Task brief.
Find and return every line of the data that contains the word "utils".

Records for the exercise.
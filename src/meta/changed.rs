//! Change-detection timestamp strategy.
//!
//! Stamps the current time onto pages whose source appears in the diff of
//! the most recent revision transition (`HEAD^` to `HEAD`). Pages outside
//! the changed set are left untouched that run. Meant for CI, where each
//! push triggers exactly one refresh.

use super::MetaRecord;
use crate::config::SiteConfig;
use crate::utils::date::DateTimeUtc;
use crate::utils::plural::plural_count;
use crate::{debug, exec, log};
use anyhow::Result;
use rustc_hash::FxHashSet;
use std::path::Path;

pub fn refresh(config: &SiteConfig) -> Result<()> {
    let changed = match changed_files(&config.root) {
        Ok(changed) => changed,
        Err(e) => {
            log!("meta"; "skipping: {e:#}");
            return Ok(());
        }
    };

    if changed.is_empty() {
        log!("meta"; "no files changed in the last revision");
        return Ok(());
    }

    let timestamp = DateTimeUtc::now().to_rfc3339();
    stamp(config, &changed, &timestamp);
    Ok(())
}

/// Write sidecars for every tracked page found in the changed set.
fn stamp(config: &SiteConfig, changed: &FxHashSet<String>, timestamp: &str) {
    let mut written = 0usize;
    for page in &config.meta.pages {
        let key = page.source.to_string_lossy();
        if !changed.contains(key.as_ref()) {
            debug!("meta"; "unchanged: {}", page.source.display());
            continue;
        }

        let target = config.root_join(&page.meta);
        match MetaRecord::new(timestamp).write(&target) {
            Ok(()) => {
                written += 1;
                log!("meta"; "✓ {}", page.meta.display());
            }
            Err(e) => log!("meta"; "✗ {}: {e:#}", page.meta.display()),
        }
    }

    log!("meta"; "stamped {} changed in the last revision", plural_count(written, "page"));
}

/// Repo-relative paths touched between `HEAD^` and `HEAD`.
fn changed_files(root: &Path) -> Result<FxHashSet<String>> {
    let output = exec!(root; "git"; "diff", "--name-only", "HEAD^", "HEAD")?;
    Ok(parse_changed(&String::from_utf8_lossy(&output.stdout)))
}

fn parse_changed(stdout: &str) -> FxHashSet<String> {
    stdout
        .lines()
        .map(str::trim)
        .filter(|line| !line.is_empty())
        .map(str::to_owned)
        .collect()
}
//! Asset optimization: web fonts and raster images.
//!
//! Both phases are sequential batch jobs over a configured directory.
//! Per-item failures are logged and skipped; an absent directory or
//! missing tool skips the phase entirely without failing the run.

mod font;
mod image;

pub use font::optimize_fonts;
pub use self::image::optimize_images;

Response to the task.
use crate::utils::date::DateTimeUtc;
use crate::utils::plural::plural_count;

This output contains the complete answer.